86. O espírito, logo que se acha totalmente livre de paixões, caminha em direção a contemplação dos seres sem se voltar para trás, e avança em direção ao conhecimento da Santa Trindade.
87. O espírito purificado, quando alcança as noções dos seres, avança em direção a sua contemplação espiritual. Se se torna impuro por alguma negligência, todavia se representa em sua pureza as noções de outros seres, mas como anda com coisas humanas, se volta em direção a pensamentos baixos e maus.
88. Se no tempo da oração, os pensamentos mundanos não te turbam nunca o espírito, saiba que já não estás fora da região da paz interior.
89. Quando a alma começa a perceber sua boa saúde, suas imaginações, até em sonhos, começam também a ser simples e sossegadas.
90. Como a beleza das coisas visíveis atrai o olho sensível, assim o conhecimento das invisíveis atrai o espírito purificado. Chamo invisível ao que não tem corpo.
91. Se é bom o não deixar-se seduzir pelas coisas, muito melhor é permanecer em paz frente a suas imagens. Por isso a guerra que nos fazem os demônios a través dos pensamentos é mais gravosa que a que nos fazem por meio das coisas.
92. Quem pratica retamente as virtudes e adquiriu o tesouro do conhecimento vê as coisas segundo sua natureza e, por consequência, faz e diz tudo conforme a reta razão, sem se equivocar nunca. Porque o que nos faz virtuosos ou maus é o uso racional ou irracional que fazemos das coisas.
93. É sintoma de haver alcançado grande paz interior o fato de que as representações das coisas que surgem no coração sejam sempre simples, tanto na vigília quanto no sonho.
94. O espírito se despoja das paixões pela prática dos mandamentos; das representações carregadas de paixão pela contemplação espiritual das coisas visíveis; da contemplação das coisas visíveis pelo conhecimento das realidades invisíveis; e deste pelo conhecimento da Santa Trindade.
95. Quando o sol que ilumina este mundo sai, faz-se visível ele mesmo e as coisas que ilumina. Da mesma forma, quando o sol de justiça se levanta no espírito purificado , faz-se visível ele mesmo e as razões de tudo o que ele criou e criará.
96. Não conhecemos Deus em sua essência a não ser a través de suas obras magníficas e de sua providência para com suas criaturas.
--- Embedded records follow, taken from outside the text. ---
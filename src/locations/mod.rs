use crate::geo::models::GeoPoint;
use models::{LocationCode, SearchArea, SearchBox};
use rand::Rng;

pub mod handlers;
pub mod models;
pub mod responses;

/// Picks a uniformly random point inside the city and the square around it that the image
/// supplier should be queried with.
pub fn random_search_area<R: Rng>(location: LocationCode, rng: &mut R) -> SearchArea {
    let bounds = location.bounds();
    let center = GeoPoint {
        lat: rng.gen_range(bounds.min_lat..=bounds.max_lat),
        lng: rng.gen_range(bounds.min_lng..=bounds.max_lng),
    };
    debug_assert!(bounds.contains(center));
    SearchArea {
        center,
        search_box: SearchBox {
            north: center.lat + bounds.delta,
            south: center.lat - bounds.delta,
            east: center.lng + bounds.delta,
            west: center.lng - bounds.delta,
        },
    }
}
//! Flag token recognition.
//!
//! Each pathway owns a [`FlagExtractor`]: a character trie over every flag
//! name and alias. A token such as `-fs` is decomposed by repeatedly taking
//! the longest alias that matches at the current offset, so `--force`,
//! `-f` and the compact `-fs` all resolve through the same structure.

use std::collections::BTreeMap;

use crate::argument::FlagData;
use crate::error::{RegistrationError, UnknownFlagError};

#[derive(Debug, Clone, Default)]
struct TrieNode {
    children: BTreeMap<char, TrieNode>,
    flag: Option<usize>,
}

#[derive(Debug, Clone, Default)]
pub struct FlagExtractor {
    flags: Vec<FlagData>,
    root: TrieNode,
}

impl FlagExtractor {
    /// Index every name and alias. `usage` only feeds the error message.
    pub fn new(flags: Vec<FlagData>, usage: &str) -> Result<Self, RegistrationError> {
        let mut root = TrieNode::default();
        for (index, flag) in flags.iter().enumerate() {
            for spelling in flag.names() {
                if spelling.is_empty() {
                    return Err(RegistrationError::EmptyName("flag"));
                }
                let mut node = &mut root;
                for c in spelling.chars() {
                    node = node.children.entry(c).or_default();
                }
                if node.flag.is_some() {
                    return Err(RegistrationError::DuplicateFlag {
                        alias: spelling.to_string(),
                        usage: usage.to_string(),
                    });
                }
                node.flag = Some(index);
            }
        }
        Ok(Self { flags, root })
    }

    pub fn flags(&self) -> &[FlagData] {
        &self.flags
    }

    pub fn is_empty(&self) -> bool {
        self.flags.is_empty()
    }

    /// Flag by canonical name.
    pub fn find(&self, name: &str) -> Option<&FlagData> {
        self.flags.iter().find(|f| f.name() == name)
    }

    /// Exact lookup of a single `-x` / `--name` token.
    pub fn classify(&self, token: &str) -> Option<&FlagData> {
        if !looks_like_flag(token) {
            return None;
        }
        let mut node = &self.root;
        for c in strip_flag_prefix(token).chars() {
            node = node.children.get(&c)?;
        }
        node.flag.map(|i| &self.flags[i])
    }

    /// Decompose a flag token into the flags it names, longest match first.
    ///
    /// Repeated flags are reported once, in first-seen order. Any character
    /// not covered by a name or alias makes the whole token fail.
    pub fn extract(&self, token: &str) -> Result<Vec<&FlagData>, UnknownFlagError> {
        let body: Vec<char> = strip_flag_prefix(token).chars().collect();
        let mut found: Vec<usize> = Vec::new();
        let mut unknown: Vec<String> = Vec::new();
        let mut i = 0;

        while i < body.len() {
            let mut node = &self.root;
            let mut best: Option<(usize, usize)> = None;
            for (offset, c) in body[i..].iter().enumerate() {
                match node.children.get(c) {
                    Some(next) => {
                        node = next;
                        if let Some(flag) = node.flag {
                            best = Some((flag, offset + 1));
                        }
                    }
                    None => break,
                }
            }
            match best {
                Some((flag, len)) => {
                    if !found.contains(&flag) {
                        found.push(flag);
                    }
                    i += len;
                }
                None => {
                    unknown.push(body[i].to_string());
                    i += 1;
                }
            }
        }

        if !unknown.is_empty() || found.is_empty() {
            return Err(UnknownFlagError {
                token: token.to_string(),
                unknown: if unknown.is_empty() {
                    token.to_string()
                } else {
                    unknown.join(", ")
                },
                recognised: found.len(),
            });
        }
        Ok(found.into_iter().map(|i| &self.flags[i]).collect())
    }
}

/// `-x`, `--name`, `-abc`. Negative numbers and bare dashes are not flags.
pub fn looks_like_flag(token: &str) -> bool {
    token.starts_with('-')
        && strip_flag_prefix(token)
            .chars()
            .next()
            .is_some_and(char::is_alphabetic)
}

pub fn strip_flag_prefix(token: &str) -> &str {
    token
        .strip_prefix("--")
        .or_else(|| token.strip_prefix('-'))
        .unwrap_or(token)
}

#[cfg(test)]
mod tests {
    use std::sync::Arc;

    use super::*;
    use crate::types::DurationType;

    fn ban_flags() -> FlagExtractor {
        FlagExtractor::new(
            vec![
                FlagData::switch("force").alias("f"),
                FlagData::switch("silent").alias("s"),
                FlagData::valued("time", Arc::new(DurationType)).alias("t"),
            ],
            "ban <player>",
        )
        .unwrap()
    }

    fn names(flags: Vec<&FlagData>) -> Vec<&str> {
        flags.into_iter().map(FlagData::name).collect()
    }

    #[test]
    fn test_single_and_long_forms() {
        let ex = ban_flags();
        assert_eq!(names(ex.extract("-f").unwrap()), vec!["force"]);
        assert_eq!(names(ex.extract("--force").unwrap()), vec!["force"]);
        assert_eq!(ex.classify("-t").map(FlagData::name), Some("time"));
        assert!(ex.classify("-fs").is_none());
    }

    #[test]
    fn test_compact_token_decomposes() {
        let ex = ban_flags();
        assert_eq!(names(ex.extract("-fs").unwrap()), vec!["force", "silent"]);
        assert_eq!(names(ex.extract("-ff").unwrap()), vec!["force"]);
    }

    #[test]
    fn test_unknown_characters_fail_the_token() {
        let ex = ban_flags();
        let err = ex.extract("-fx").unwrap_err();
        assert_eq!(err.unknown, "x");
        assert_eq!(err.recognised, 1);
        let err = ex.extract("-zq").unwrap_err();
        assert_eq!(err.unknown, "z, q");
        assert_eq!(err.recognised, 0);
    }

    #[test]
    fn test_longest_match_wins() {
        let ex = FlagExtractor::new(
            vec![
                FlagData::switch("all").alias("a"),
                FlagData::switch("allow-empty").alias("ae"),
            ],
            "commit",
        )
        .unwrap();
        assert_eq!(names(ex.extract("-ae").unwrap()), vec!["allow-empty"]);
        assert_eq!(names(ex.extract("--all").unwrap()), vec!["all"]);
    }

    #[test]
    fn test_duplicate_alias_rejected() {
        let err = FlagExtractor::new(
            vec![
                FlagData::switch("force").alias("f"),
                FlagData::switch("fast").alias("f"),
            ],
            "run",
        )
        .unwrap_err();
        assert_eq!(
            err,
            RegistrationError::DuplicateFlag {
                alias: "f".into(),
                usage: "run".into()
            }
        );
    }

    #[test]
    fn test_flag_shape() {
        assert!(looks_like_flag("-f"));
        assert!(looks_like_flag("--force"));
        assert!(!looks_like_flag("-5"));
        assert!(!looks_like_flag("-.5"));
        assert!(!looks_like_flag("--"));
        assert!(!looks_like_flag("-"));
        assert!(!looks_like_flag("force"));
    }
}
use std::fmt;
use std::time::Duration;

use serde::Serialize;

/// A resolved argument or flag value.
#[derive(Debug, Clone, PartialEq, Serialize)]
#[serde(tag = "type", content = "value", rename_all = "snake_case")]
pub enum Value {
    Text(String),
    Integer(i64),
    Decimal(f64),
    Boolean(bool),
    Duration(Duration),
    List(Vec<Value>),
    /// Named components of a composite value, in declaration order.
    Record(Vec<(String, Value)>),
}

impl Value {
    pub fn as_str(&self) -> Option<&str> {
        match self {
            Value::Text(s) => Some(s),
            _ => None,
        }
    }

    pub fn as_i64(&self) -> Option<i64> {
        match self {
            Value::Integer(n) => Some(*n),
            _ => None,
        }
    }

    /// Numeric view used by range validation.
    pub fn as_f64(&self) -> Option<f64> {
        match self {
            Value::Integer(n) => Some(*n as f64),
            Value::Decimal(n) => Some(*n),
            _ => None,
        }
    }

    pub fn as_bool(&self) -> Option<bool> {
        match self {
            Value::Boolean(b) => Some(*b),
            _ => None,
        }
    }

    pub fn as_duration(&self) -> Option<Duration> {
        match self {
            Value::Duration(d) => Some(*d),
            _ => None,
        }
    }

    pub fn field(&self, name: &str) -> Option<&Value> {
        match self {
            Value::Record(fields) => fields.iter().find(|(n, _)| n == name).map(|(_, v)| v),
            _ => None,
        }
    }
}

impl fmt::Display for Value {
    fn fmt(&self, f: &mut fmt::Formatter<'_>) -> fmt::Result {
        match self {
            Value::Text(s) => write!(f, "{}", s),
            Value::Integer(n) => write!(f, "{}", n),
            Value::Decimal(n) => write!(f, "{}", n),
            Value::Boolean(b) => write!(f, "{}", b),
            Value::Duration(d) => write!(f, "{}s", d.as_secs()),
            Value::List(items) => {
                let parts: Vec<String> = items.iter().map(ToString::to_string).collect();
                write!(f, "[{}]", parts.join(", "))
            }
            Value::Record(fields) => {
                let parts: Vec<String> = fields
                    .iter()
                    .map(|(name, value)| format!("{}={}", name, value))
                    .collect();
                write!(f, "{{{}}}", parts.join(", "))
            }
        }
    }
}

impl From<&str> for Value {
    fn from(value: &str) -> Self {
        Value::Text(value.to_string())
    }
}

impl From<String> for Value {
    fn from(value: String) -> Self {
        Value::Text(value)
    }
}

impl From<i64> for Value {
    fn from(value: i64) -> Self {
        Value::Integer(value)
    }
}

impl From<bool> for Value {
    fn from(value: bool) -> Self {
        Value::Boolean(value)
    }
}

#[cfg(test)]
mod tests {
    use super::*;

    #[test]
    fn test_record_display_and_field() {
        let value = Value::Record(vec![
            ("world".into(), Value::from("nether")),
            ("x".into(), Value::Decimal(1.5)),
        ]);
        assert_eq!(value.to_string(), "{world=nether, x=1.5}");
        assert_eq!(value.field("x").and_then(Value::as_f64), Some(1.5));
        assert!(value.field("y").is_none());
    }

    #[test]
    fn test_numeric_views() {
        assert_eq!(Value::Integer(7).as_f64(), Some(7.0));
        assert_eq!(Value::from("7").as_f64(), None);
        assert_eq!(Value::Duration(Duration::from_secs(90)).to_string(), "90s");
    }
}
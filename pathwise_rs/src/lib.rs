//! # pathwise
//!
//! **Command pathway matching** - resolve a tokenized command line against a
//! set of declared usages ("pathways"), bind typed values, and offer
//! completions for partially typed input.
//!
//! Every command owns a tree: one node per positional slot, shared by all
//! pathways passing through it. Matching is a depth-first search with
//! backtracking, so a pathway that looks right early but fails later still
//! lets a sibling win.
//!
//! ## Features
//!
//! - **Conflict detection** - two pathways with the same required shape are rejected at registration
//! - **Backtracking** - literal, then specific typed, then fallback, then greedy nodes
//! - **Optional skipping** - `[amount]` can be skipped when its token belongs further down
//! - **Interleaved flags** - `-sv`, `--force`, `--radius 10` anywhere in the line
//! - **Typed values** - integers, decimals, booleans, choices, durations, records
//! - **Completion** - per-position suggestions filtered by permissions
//!
//! ## Quick Start
//!
//! ```rust
//! use std::sync::Arc;
//! use pathwise::{
//!     Argument, ArgumentInput, Command, ConsoleSource, Dispatcher, IntegerType, Pathway,
//!     StringType, Value,
//! };
//!
//! let mut dispatcher = Dispatcher::default();
//! dispatcher
//!     .register(
//!         Command::builder("give")
//!             .pathway(
//!                 Pathway::builder()
//!                     .argument(Argument::value("player", Arc::new(StringType::word())))
//!                     .argument(Argument::value("amount", Arc::new(IntegerType)).default_value("1"))
//!                     .build()?,
//!             )
//!             .build()?,
//!     )?;
//!
//! let resolution = dispatcher
//!     .dispatch(&ConsoleSource, &ArgumentInput::split("give Steve"))?;
//! assert_eq!(resolution.arguments.value("amount"), Some(&Value::Integer(1)));
//! # Ok::<(), Box<dyn std::error::Error>>(())
//! ```
//!
//! ## CLI Usage
//!
//! The `pathwise` binary loads commands from a TOML manifest:
//!
//! ```bash
//! pathwise --manifest commands.toml resolve give Steve 5
//! pathwise --manifest commands.toml suggest "give Steve "
//! pathwise --manifest commands.toml tree give
//! ```

// ============================================================================
// Declarations
// ============================================================================

/// Positional arguments and flags as declared by the caller.
pub mod argument;
/// A command: label, aliases and its pathway tree.
pub mod command;
/// A single usage line of a command.
pub mod pathway;
/// Named values attached to pathways, independent of position.
pub mod flags;
/// Argument types and the registry that names them.
pub mod types;

// ============================================================================
// Matching
// ============================================================================

/// Tokenized input with byte spans.
pub mod input;
/// Dual-axis (token / character) reader over [`input::ArgumentInput`].
pub mod cursor;
/// Command tree, match engine and suggestion engine.
pub mod tree;
/// Binding matched tokens to parsed values.
pub mod assign;
/// Registration, dispatch and completion front door.
pub mod dispatcher;

// ============================================================================
// Support
// ============================================================================

pub mod config;
pub mod error;
pub mod priority;
pub mod provider;
pub mod source;
pub mod validate;

mod similar;

// ============================================================================
// Re-exports
// ============================================================================

pub use argument::{Argument, ArgumentKind, FlagData};
pub use assign::{OwnerGroup, ParsedArgument, ResolvedArguments, ResolvedFlag, ValueAssigner};
pub use command::{Command, CommandBuilder};
pub use config::DispatchConfig;
pub use cursor::{Cursor, StreamPosition};
pub use dispatcher::{Dispatcher, Resolution};
pub use error::{
    ArgumentParseError, DispatchError, MatchFailure, NoMatchReason, RegistrationError,
    ValidationError,
};
pub use flags::FlagExtractor;
pub use input::ArgumentInput;
pub use pathway::{HandlerRef, Pathway, PathwayBuilder};
pub use priority::{Priority, PriorityList};
pub use provider::{
    DefaultValueProvider, StaticDefault, StaticSuggestions, SuggestionContext, SuggestionProvider,
};
pub use source::{ConsoleSource, PermissionedSource, Source};
pub use tree::{CommandTree, MatchEngine, NodeId, PathSearch, PathSearchSummary, SuggestionEngine};
pub use types::{
    ArgumentType, BooleanType, ChoiceType, Classifier, DecimalType, DurationType, IntegerType,
    Parsed, ParseContext, RecordType, SharedType, StringType, TypeRegistry, Value,
};
pub use validate::{FnValidator, PatternValidator, RangeValidator, Validator, ValidatorChain};
// ============================================
// Matching and binding
// ============================================

mod binding {
    use super::*;
    use pretty_assertions::assert_eq;

    #[test]
    fn binds_every_positional_in_order() {
        let dispatcher = single(
            "give",
            Pathway::builder()
                .argument(Argument::value("player", word()))
                .argument(Argument::value("item", word()))
                .argument(Argument::value("amount", int()))
                .build()
                .unwrap(),
        );
        let res = dispatch(&dispatcher, "give Steve diamond 5").unwrap();
        assert_eq!(res.arguments.value("player"), Some(&Value::from("Steve")));
        assert_eq!(res.arguments.value("item"), Some(&Value::from("diamond")));
        assert_eq!(res.arguments.value("amount"), Some(&Value::Integer(5)));
        let names: Vec<&str> = res.arguments.iter().map(|a| a.name.as_str()).collect();
        assert_eq!(names, vec!["player", "item", "amount"]);
    }

    #[test]
    fn missing_optional_takes_its_default() {
        let dispatcher = single(
            "tp",
            Pathway::builder()
                .argument(Argument::value("player", word()))
                .argument(Argument::value("world", word()).default_value("current"))
                .build()
                .unwrap(),
        );
        let res = dispatch(&dispatcher, "tp Steve").unwrap();
        let world = res.arguments.get("world").unwrap();
        assert!(world.span.is_empty());
        assert!(world.defaulted);
        assert_eq!(world.value, Some(Value::from("current")));
    }

    #[test]
    fn typed_default_is_parsed() {
        let dispatcher = single(
            "give",
            Pathway::builder()
                .argument(Argument::value("player", word()))
                .argument(Argument::value("item", word()))
                .argument(Argument::value("amount", int()).default_value("1"))
                .build()
                .unwrap(),
        );
        let res = dispatch(&dispatcher, "give Steve diamond").unwrap();
        let amount = res.arguments.get("amount").unwrap();
        assert_eq!(amount.value, Some(Value::Integer(1)));
        assert!(amount.span.is_empty());
    }

    #[test]
    fn greedy_binds_the_rest_as_one_value() {
        let dispatcher = single(
            "say",
            Pathway::builder()
                .argument(Argument::value("message", types().resolve("text").unwrap()))
                .build()
                .unwrap(),
        );
        let res = dispatch(&dispatcher, "say hello there friend").unwrap();
        assert_eq!(
            res.arguments.value("message"),
            Some(&Value::from("hello there friend"))
        );
        assert_eq!(res.arguments.len(), 1);
    }

    #[test]
    fn greedy_modifier_on_word_type_binds_the_rest() {
        let dispatcher = single(
            "say",
            Pathway::builder()
                .argument(Argument::value("message", word()).greedy())
                .build()
                .unwrap(),
        );
        let res = dispatch(&dispatcher, "say hello there friend").unwrap();
        let message = res.arguments.get("message").unwrap();
        assert_eq!(message.value, Some(Value::from("hello there friend")));
        assert_eq!((message.span.start, message.span.end), (1, 4));
    }

    #[test]
    fn middle_optional_is_skipped_when_type_does_not_fit() {
        let dispatcher = single(
            "ban",
            Pathway::builder()
                .argument(Argument::value("player", word()))
                .argument(Argument::value("duration", types().resolve("duration").unwrap()).optional())
                .argument(Argument::value("reason", types().resolve("text").unwrap()))
                .build()
                .unwrap(),
        );
        let res = dispatch(&dispatcher, "ban Steve griefing again").unwrap();
        assert_eq!(res.arguments.value("duration"), None);
        assert_eq!(res.arguments.value("reason"), Some(&Value::from("griefing again")));

        let res = dispatch(&dispatcher, "ban Steve 2d griefing").unwrap();
        assert_eq!(
            res.arguments.value("duration"),
            Some(&Value::Duration(Duration::from_secs(2 * 86_400)))
        );
    }

    #[test]
    fn specific_type_wins_the_tie_break() {
        let mut command = Command::builder("pick").build().unwrap();
        command
            .register_pathway(
                Pathway::builder()
                    .argument(Argument::value("name", word()))
                    .handler("by_name")
                    .build()
                    .unwrap(),
            )
            .unwrap();
        command
            .register_pathway(
                Pathway::builder()
                    .argument(Argument::value("count", int()))
                    .handler("by_count")
                    .build()
                    .unwrap(),
            )
            .unwrap();
        let mut dispatcher = Dispatcher::default();
        dispatcher.register(command).unwrap();

        assert_eq!(dispatch(&dispatcher, "pick 7").unwrap().handler(), Some("by_count"));
        assert_eq!(dispatch(&dispatcher, "pick seven").unwrap().handler(), Some("by_name"));
    }

    #[test]
    fn delimited_record_walks_characters() {
        let location: SharedType = Arc::new(RecordType::delimited(
            "location",
            ';',
            vec![
                ("world".to_string(), word()),
                ("x".to_string(), int()),
                ("y".to_string(), int()),
                ("z".to_string(), int()),
            ],
        ));
        let dispatcher = single(
            "warp",
            Pathway::builder()
                .argument(Argument::value("target", location))
                .build()
                .unwrap(),
        );
        let res = dispatch(&dispatcher, "warp world;12;64;12").unwrap();
        let target = res.arguments.value("target").unwrap();
        assert_eq!(target.field("world"), Some(&Value::from("world")));
        assert_eq!(target.field("y"), Some(&Value::Integer(64)));
    }

    #[test]
    fn arguments_are_grouped_by_owning_literal() {
        let dispatcher = single(
            "team",
            Pathway::builder()
                .argument(Argument::value("name", word()))
                .argument(Argument::literal("add"))
                .argument(Argument::value("player", word()))
                .build()
                .unwrap(),
        );
        let res = dispatch(&dispatcher, "team red add Steve").unwrap();
        let owners: Vec<&str> = res.arguments.owners().iter().map(|g| g.owner.as_str()).collect();
        assert_eq!(owners, vec!["team", "add"]);
        assert_eq!(res.arguments.for_owner("add")[0].name, "player");
    }
}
Deste modo percebemos como em um espelho, sua bondade, sua sabedoria e seu poder infinitos.
97. O espírito purificado ou se ocupa com simples representações das coisas humanas, ou com a contemplação natural das coisas visíveis ou invisíveis, ou se acha na luz da Santa Trindade.
98. O espírito que chegou a contemplação das coisas visíveis, investiga sua natureza ou seu significado ou mesmo a causa delas.
99. O espírito que se entrega a contemplação das coisas invisíveis quer conhecer sua natureza, a causa de sua existência e suas consequências, como também como atua a Providência e o Juízo Divino sobre elas.
100. Mas, quando chega a Deus, inflamado pelo desejo, quer antes de tudo conhecer sua essência, pois não encontra consolo em nada que não seja Ele. Mas alcançar isto é impossível, pois isto é inacessível, por igual, a toda natureza criada. Deve, pois, contentar-se com os atributos que o rodeiam, isto é, sua eternidade, sua infinitude, sua invisibilidade, sua bondade, sua sabedoria e o poder com o que cria, cuida e julga as coisas. Tudo isto só é perfeitamente compreensível em Ele. Sua infinitude, e ainda o fato mesmo de sua incognoscibilidade, é um conhecimento que transcende ao espírito, como bem mostraram em algum lugar os teólogos Gregório e Dionísio.